Top of DATA SUPPLIED

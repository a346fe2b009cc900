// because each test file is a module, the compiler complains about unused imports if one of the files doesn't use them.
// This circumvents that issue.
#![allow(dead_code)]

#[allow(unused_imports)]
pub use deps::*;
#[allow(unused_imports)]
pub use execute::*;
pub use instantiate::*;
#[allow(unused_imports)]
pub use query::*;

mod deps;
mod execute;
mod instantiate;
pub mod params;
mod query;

Bottom of DATA SUPPLIED
Top of DATA SUPPLIED

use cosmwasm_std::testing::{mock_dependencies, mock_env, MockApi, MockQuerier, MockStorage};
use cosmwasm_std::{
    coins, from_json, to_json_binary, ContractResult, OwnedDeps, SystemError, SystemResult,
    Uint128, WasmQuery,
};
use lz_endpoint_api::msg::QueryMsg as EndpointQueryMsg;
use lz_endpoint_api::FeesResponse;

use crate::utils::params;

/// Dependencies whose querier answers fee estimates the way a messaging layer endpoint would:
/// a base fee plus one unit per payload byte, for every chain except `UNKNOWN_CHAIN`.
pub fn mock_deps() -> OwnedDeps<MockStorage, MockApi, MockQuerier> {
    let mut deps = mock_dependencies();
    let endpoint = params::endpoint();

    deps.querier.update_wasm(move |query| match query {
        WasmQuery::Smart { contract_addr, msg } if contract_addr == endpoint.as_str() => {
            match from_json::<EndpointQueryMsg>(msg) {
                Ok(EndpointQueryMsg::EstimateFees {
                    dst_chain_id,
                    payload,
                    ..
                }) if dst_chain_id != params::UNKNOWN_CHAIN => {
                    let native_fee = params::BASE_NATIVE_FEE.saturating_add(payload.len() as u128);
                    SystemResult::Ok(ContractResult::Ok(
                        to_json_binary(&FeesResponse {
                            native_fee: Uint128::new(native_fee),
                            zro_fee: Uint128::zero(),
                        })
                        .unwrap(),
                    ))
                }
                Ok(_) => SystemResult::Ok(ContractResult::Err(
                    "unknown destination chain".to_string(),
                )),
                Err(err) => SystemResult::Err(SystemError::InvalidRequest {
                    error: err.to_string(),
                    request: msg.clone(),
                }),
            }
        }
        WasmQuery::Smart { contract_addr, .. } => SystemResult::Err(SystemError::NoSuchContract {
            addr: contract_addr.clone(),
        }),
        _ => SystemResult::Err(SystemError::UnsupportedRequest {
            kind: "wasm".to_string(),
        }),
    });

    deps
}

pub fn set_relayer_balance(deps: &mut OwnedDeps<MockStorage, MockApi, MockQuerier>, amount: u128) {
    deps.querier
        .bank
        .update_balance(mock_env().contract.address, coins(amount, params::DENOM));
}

Bottom of DATA SUPPLIED

**PROBLEM DESCRIPTION:** Go through the records and copy each line with "SystemResult" in it.

**SOLUTION TO THIS EXERCISE:**
    coins, from_json, to_json_binary, ContractResult, OwnedDeps, SystemError, SystemResult,
                    SystemResult::Ok(ContractResult::Ok(
                Ok(_) => SystemResult::Ok(ContractResult::Err(
                Err(err) => SystemResult::Err(SystemError::InvalidRequest {
        WasmQuery::Smart { contract_addr, .. } => SystemResult::Err(SystemError::NoSuchContract {
        _ => SystemResult::Err(SystemError::UnsupportedRequest {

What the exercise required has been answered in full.